=== Section Start ===
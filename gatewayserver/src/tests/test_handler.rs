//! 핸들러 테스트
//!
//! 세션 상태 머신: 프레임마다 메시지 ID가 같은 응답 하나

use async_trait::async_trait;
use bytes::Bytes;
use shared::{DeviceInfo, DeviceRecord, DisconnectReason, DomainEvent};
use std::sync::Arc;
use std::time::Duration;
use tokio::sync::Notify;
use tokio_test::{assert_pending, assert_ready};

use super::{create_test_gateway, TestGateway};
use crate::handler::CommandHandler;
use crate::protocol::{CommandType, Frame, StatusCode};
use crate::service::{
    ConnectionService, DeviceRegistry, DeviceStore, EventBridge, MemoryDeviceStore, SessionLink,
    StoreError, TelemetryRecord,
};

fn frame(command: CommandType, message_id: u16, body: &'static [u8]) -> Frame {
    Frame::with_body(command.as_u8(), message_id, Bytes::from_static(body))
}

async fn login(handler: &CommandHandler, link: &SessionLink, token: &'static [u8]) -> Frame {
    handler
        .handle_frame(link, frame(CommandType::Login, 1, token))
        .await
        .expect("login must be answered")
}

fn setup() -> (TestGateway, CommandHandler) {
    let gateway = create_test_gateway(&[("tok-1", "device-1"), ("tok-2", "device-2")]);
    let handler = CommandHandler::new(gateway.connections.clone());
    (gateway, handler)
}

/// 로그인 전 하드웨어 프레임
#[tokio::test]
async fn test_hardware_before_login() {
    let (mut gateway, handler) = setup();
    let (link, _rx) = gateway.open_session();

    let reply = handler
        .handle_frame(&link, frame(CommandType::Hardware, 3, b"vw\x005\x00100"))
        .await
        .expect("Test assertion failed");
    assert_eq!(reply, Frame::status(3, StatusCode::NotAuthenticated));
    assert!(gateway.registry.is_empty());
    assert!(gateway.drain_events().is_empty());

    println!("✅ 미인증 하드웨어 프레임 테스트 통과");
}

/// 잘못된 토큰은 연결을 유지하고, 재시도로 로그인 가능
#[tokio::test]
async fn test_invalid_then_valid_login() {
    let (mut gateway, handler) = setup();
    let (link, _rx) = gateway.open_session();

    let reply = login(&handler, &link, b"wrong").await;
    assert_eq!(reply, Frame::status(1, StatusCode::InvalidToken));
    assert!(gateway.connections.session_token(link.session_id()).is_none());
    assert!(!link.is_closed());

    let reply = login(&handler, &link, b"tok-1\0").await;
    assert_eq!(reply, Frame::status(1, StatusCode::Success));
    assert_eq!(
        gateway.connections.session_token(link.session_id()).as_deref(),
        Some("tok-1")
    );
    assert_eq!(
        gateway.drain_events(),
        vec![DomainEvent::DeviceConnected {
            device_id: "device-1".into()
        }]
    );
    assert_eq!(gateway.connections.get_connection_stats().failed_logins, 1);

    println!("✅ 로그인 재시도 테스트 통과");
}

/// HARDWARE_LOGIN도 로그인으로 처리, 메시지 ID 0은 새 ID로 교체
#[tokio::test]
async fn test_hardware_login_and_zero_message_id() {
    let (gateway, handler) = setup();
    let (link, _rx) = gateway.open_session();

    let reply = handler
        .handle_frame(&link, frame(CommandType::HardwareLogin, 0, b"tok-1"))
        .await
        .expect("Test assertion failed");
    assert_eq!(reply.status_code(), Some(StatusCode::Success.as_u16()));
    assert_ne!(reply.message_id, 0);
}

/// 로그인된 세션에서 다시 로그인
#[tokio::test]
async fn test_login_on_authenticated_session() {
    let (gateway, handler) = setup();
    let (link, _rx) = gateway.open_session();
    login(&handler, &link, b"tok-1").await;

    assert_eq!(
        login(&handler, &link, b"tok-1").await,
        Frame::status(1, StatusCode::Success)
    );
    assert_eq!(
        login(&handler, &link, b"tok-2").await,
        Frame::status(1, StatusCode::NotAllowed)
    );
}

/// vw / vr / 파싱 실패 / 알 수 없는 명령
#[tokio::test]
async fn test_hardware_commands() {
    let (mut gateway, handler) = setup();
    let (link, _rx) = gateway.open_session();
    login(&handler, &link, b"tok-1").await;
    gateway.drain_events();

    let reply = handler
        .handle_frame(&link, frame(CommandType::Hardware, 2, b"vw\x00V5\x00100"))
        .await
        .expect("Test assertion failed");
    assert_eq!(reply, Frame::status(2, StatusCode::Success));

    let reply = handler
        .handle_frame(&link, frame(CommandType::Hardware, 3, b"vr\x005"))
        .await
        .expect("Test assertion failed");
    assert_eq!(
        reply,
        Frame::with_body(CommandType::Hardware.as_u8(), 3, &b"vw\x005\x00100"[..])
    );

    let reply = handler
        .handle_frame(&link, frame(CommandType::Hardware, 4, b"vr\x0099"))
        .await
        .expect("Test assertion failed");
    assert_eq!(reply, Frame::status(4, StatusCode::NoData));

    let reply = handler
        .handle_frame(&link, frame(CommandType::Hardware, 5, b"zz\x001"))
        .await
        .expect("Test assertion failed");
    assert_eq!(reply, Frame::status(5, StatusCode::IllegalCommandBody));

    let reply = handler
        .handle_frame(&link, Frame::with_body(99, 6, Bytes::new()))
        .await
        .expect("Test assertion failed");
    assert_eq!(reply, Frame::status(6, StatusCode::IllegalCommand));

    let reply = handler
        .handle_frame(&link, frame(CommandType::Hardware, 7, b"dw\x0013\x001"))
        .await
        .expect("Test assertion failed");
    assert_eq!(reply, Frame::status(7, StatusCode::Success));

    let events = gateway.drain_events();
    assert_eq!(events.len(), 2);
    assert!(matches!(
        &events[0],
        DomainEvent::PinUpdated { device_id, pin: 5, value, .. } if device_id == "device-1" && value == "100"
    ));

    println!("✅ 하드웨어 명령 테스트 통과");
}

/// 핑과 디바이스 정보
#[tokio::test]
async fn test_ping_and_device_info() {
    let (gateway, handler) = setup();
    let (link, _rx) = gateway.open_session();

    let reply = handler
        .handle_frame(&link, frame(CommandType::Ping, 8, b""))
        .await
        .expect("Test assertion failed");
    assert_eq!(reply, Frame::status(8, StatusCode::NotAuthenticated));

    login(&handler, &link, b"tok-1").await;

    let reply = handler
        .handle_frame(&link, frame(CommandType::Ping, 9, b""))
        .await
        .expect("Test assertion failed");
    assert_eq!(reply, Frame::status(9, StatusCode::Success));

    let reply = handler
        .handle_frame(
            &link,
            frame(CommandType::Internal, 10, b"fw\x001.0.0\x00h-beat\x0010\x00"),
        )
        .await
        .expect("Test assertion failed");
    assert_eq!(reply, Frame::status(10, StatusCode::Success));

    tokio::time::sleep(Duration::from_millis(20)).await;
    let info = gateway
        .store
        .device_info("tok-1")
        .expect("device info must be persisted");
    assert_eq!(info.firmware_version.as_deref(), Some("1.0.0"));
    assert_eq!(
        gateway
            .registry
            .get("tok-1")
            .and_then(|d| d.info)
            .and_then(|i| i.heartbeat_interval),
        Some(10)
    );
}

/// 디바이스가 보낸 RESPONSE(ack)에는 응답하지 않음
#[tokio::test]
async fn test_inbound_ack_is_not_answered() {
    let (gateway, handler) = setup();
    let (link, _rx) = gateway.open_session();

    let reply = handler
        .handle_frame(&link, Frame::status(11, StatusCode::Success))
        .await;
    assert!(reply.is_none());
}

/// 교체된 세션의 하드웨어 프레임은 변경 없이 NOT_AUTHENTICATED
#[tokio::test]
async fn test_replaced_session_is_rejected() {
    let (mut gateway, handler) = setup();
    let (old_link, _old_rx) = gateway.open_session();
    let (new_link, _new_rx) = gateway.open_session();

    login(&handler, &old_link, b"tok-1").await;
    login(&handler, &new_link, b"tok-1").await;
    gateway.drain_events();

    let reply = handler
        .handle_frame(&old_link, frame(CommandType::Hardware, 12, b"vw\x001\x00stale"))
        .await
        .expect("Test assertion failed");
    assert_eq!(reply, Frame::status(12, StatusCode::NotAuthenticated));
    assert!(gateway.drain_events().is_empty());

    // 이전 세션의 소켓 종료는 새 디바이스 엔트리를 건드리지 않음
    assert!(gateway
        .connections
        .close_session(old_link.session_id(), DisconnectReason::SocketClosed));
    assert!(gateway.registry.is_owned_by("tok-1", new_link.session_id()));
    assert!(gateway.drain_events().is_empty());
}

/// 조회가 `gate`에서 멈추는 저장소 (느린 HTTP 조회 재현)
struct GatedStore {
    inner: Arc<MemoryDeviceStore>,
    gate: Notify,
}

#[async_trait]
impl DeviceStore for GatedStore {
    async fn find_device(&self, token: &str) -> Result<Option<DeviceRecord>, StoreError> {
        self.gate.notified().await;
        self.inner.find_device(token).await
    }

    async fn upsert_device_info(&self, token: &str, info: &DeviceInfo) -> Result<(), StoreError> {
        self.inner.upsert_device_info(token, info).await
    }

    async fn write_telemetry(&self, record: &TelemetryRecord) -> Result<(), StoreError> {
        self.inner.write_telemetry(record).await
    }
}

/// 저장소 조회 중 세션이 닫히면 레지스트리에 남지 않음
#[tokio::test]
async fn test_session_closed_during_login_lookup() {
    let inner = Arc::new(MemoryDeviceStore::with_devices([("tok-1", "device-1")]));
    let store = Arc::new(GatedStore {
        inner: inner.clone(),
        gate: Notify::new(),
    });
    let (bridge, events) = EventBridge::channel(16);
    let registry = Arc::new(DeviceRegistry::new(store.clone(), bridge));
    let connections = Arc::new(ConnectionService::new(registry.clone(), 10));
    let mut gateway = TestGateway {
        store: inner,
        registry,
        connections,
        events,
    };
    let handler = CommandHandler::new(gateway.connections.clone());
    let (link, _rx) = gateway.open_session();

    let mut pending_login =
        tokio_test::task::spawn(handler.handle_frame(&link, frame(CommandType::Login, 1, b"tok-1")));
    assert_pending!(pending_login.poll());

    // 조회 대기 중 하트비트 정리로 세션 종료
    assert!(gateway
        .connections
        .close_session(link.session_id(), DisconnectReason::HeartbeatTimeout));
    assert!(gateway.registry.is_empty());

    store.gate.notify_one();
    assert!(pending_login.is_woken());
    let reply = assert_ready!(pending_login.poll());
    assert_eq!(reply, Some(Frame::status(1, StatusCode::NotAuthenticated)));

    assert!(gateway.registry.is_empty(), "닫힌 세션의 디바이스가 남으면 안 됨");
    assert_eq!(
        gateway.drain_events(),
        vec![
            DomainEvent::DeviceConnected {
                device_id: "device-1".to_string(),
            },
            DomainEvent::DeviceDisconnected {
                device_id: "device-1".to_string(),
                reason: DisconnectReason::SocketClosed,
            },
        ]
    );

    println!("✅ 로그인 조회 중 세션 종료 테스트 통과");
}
=== Section End ===
=== Section Start ===
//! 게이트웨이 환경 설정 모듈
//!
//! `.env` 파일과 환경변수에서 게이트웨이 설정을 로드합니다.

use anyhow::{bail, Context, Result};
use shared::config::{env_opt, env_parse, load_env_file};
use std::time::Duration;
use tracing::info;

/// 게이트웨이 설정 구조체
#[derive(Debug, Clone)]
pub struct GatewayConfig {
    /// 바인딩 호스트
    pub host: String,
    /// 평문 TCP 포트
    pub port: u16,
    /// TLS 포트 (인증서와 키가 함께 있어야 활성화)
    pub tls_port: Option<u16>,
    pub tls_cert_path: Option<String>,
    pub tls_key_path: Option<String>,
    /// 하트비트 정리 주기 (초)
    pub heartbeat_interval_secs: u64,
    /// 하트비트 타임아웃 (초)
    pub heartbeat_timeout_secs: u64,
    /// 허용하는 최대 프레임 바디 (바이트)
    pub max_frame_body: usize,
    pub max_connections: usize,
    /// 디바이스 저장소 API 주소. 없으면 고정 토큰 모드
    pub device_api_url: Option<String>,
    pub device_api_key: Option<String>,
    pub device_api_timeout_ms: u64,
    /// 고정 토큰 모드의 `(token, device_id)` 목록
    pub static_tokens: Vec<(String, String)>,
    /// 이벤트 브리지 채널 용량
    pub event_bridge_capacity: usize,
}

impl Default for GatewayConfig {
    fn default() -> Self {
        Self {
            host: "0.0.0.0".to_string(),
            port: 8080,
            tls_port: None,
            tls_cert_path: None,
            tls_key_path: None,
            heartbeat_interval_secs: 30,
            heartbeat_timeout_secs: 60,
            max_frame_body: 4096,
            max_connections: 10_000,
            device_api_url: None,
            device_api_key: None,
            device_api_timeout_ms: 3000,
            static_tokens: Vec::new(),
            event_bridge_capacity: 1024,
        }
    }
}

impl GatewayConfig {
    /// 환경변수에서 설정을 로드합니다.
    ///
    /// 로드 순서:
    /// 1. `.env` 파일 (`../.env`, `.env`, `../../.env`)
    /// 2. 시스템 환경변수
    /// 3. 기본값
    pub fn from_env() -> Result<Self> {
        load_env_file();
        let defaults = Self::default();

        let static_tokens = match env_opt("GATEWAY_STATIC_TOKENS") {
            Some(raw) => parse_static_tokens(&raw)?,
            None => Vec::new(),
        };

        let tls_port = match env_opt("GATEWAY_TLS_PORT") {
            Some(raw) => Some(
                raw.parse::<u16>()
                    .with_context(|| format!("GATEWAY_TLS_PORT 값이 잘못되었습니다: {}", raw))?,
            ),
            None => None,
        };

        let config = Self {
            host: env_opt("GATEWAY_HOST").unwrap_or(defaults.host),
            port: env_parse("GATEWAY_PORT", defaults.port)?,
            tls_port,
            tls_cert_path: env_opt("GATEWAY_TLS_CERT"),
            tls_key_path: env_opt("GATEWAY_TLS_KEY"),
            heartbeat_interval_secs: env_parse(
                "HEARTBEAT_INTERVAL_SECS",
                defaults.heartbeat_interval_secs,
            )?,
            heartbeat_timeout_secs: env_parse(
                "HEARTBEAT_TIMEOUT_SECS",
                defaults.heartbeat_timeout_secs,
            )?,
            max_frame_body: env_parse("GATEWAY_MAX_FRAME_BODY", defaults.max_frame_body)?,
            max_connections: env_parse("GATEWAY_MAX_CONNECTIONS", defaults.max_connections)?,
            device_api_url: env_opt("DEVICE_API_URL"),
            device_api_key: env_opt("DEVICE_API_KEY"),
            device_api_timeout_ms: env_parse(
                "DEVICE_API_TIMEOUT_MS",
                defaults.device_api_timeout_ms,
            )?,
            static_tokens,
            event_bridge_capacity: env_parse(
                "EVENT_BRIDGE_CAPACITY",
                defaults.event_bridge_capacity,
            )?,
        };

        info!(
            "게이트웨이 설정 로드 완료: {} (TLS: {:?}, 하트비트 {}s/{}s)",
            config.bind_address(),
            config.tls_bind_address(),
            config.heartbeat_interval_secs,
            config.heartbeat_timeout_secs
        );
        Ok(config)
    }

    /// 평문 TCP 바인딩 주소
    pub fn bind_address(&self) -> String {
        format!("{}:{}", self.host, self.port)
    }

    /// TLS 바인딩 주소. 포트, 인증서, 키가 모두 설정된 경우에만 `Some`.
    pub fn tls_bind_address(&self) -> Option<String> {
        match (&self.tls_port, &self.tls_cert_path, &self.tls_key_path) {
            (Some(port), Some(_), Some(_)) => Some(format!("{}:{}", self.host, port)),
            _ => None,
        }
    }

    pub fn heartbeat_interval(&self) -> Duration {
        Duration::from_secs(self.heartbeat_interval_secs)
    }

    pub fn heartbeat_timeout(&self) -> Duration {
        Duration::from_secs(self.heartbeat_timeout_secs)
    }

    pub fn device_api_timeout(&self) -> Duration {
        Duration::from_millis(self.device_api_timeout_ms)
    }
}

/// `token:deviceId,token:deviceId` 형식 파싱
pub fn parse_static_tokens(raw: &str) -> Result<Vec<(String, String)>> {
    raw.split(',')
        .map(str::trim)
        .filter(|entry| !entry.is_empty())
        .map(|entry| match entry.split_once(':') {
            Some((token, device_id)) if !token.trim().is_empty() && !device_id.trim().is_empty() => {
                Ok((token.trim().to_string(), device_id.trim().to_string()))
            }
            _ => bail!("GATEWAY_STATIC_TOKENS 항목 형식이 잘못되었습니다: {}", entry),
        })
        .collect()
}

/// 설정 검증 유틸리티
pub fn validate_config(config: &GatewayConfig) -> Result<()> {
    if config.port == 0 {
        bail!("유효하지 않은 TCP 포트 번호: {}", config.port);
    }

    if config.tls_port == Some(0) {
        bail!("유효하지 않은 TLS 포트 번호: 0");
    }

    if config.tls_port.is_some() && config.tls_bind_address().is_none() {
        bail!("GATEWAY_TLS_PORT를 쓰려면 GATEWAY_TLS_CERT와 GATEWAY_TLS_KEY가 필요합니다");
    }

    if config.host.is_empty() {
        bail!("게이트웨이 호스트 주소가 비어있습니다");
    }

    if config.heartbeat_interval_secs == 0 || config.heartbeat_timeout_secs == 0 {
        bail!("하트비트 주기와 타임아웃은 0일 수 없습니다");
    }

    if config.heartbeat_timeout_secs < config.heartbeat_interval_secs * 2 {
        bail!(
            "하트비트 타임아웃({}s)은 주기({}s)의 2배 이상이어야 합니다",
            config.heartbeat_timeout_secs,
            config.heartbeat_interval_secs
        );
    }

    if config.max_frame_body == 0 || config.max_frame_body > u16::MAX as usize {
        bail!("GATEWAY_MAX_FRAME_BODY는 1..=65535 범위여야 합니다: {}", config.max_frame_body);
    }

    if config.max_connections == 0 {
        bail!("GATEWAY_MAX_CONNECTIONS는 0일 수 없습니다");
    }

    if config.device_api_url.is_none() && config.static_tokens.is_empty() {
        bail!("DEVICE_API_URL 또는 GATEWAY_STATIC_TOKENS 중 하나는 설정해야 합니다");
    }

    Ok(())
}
=== Section End ===
#### Work request:
Starting with the line with "pub fn tls_bind_address(&self)" above and going on through the line with "if config.tls_port.is_some() &&", transcribe every line exactly, both ends included, and add nothing.

#### Task output:
    pub fn tls_bind_address(&self) -> Option<String> {
        match (&self.tls_port, &self.tls_cert_path, &self.tls_key_path) {
            (Some(port), Some(_), Some(_)) => Some(format!("{}:{}", self.host, port)),
            _ => None,
        }
    }

    pub fn heartbeat_interval(&self) -> Duration {
        Duration::from_secs(self.heartbeat_interval_secs)
    }

    pub fn heartbeat_timeout(&self) -> Duration {
        Duration::from_secs(self.heartbeat_timeout_secs)
    }

    pub fn device_api_timeout(&self) -> Duration {
        Duration::from_millis(self.device_api_timeout_ms)
    }
}

/// `token:deviceId,token:deviceId` 형식 파싱
pub fn parse_static_tokens(raw: &str) -> Result<Vec<(String, String)>> {
    raw.split(',')
        .map(str::trim)
        .filter(|entry| !entry.is_empty())
        .map(|entry| match entry.split_once(':') {
            Some((token, device_id)) if !token.trim().is_empty() && !device_id.trim().is_empty() => {
                Ok((token.trim().to_string(), device_id.trim().to_string()))
            }
            _ => bail!("GATEWAY_STATIC_TOKENS 항목 형식이 잘못되었습니다: {}", entry),
        })
        .collect()
}

/// 설정 검증 유틸리티
pub fn validate_config(config: &GatewayConfig) -> Result<()> {
    if config.port == 0 {
        bail!("유효하지 않은 TCP 포트 번호: {}", config.port);
    }

    if config.tls_port == Some(0) {
        bail!("유효하지 않은 TLS 포트 번호: 0");
    }

    if config.tls_port.is_some() && config.tls_bind_address().is_none() {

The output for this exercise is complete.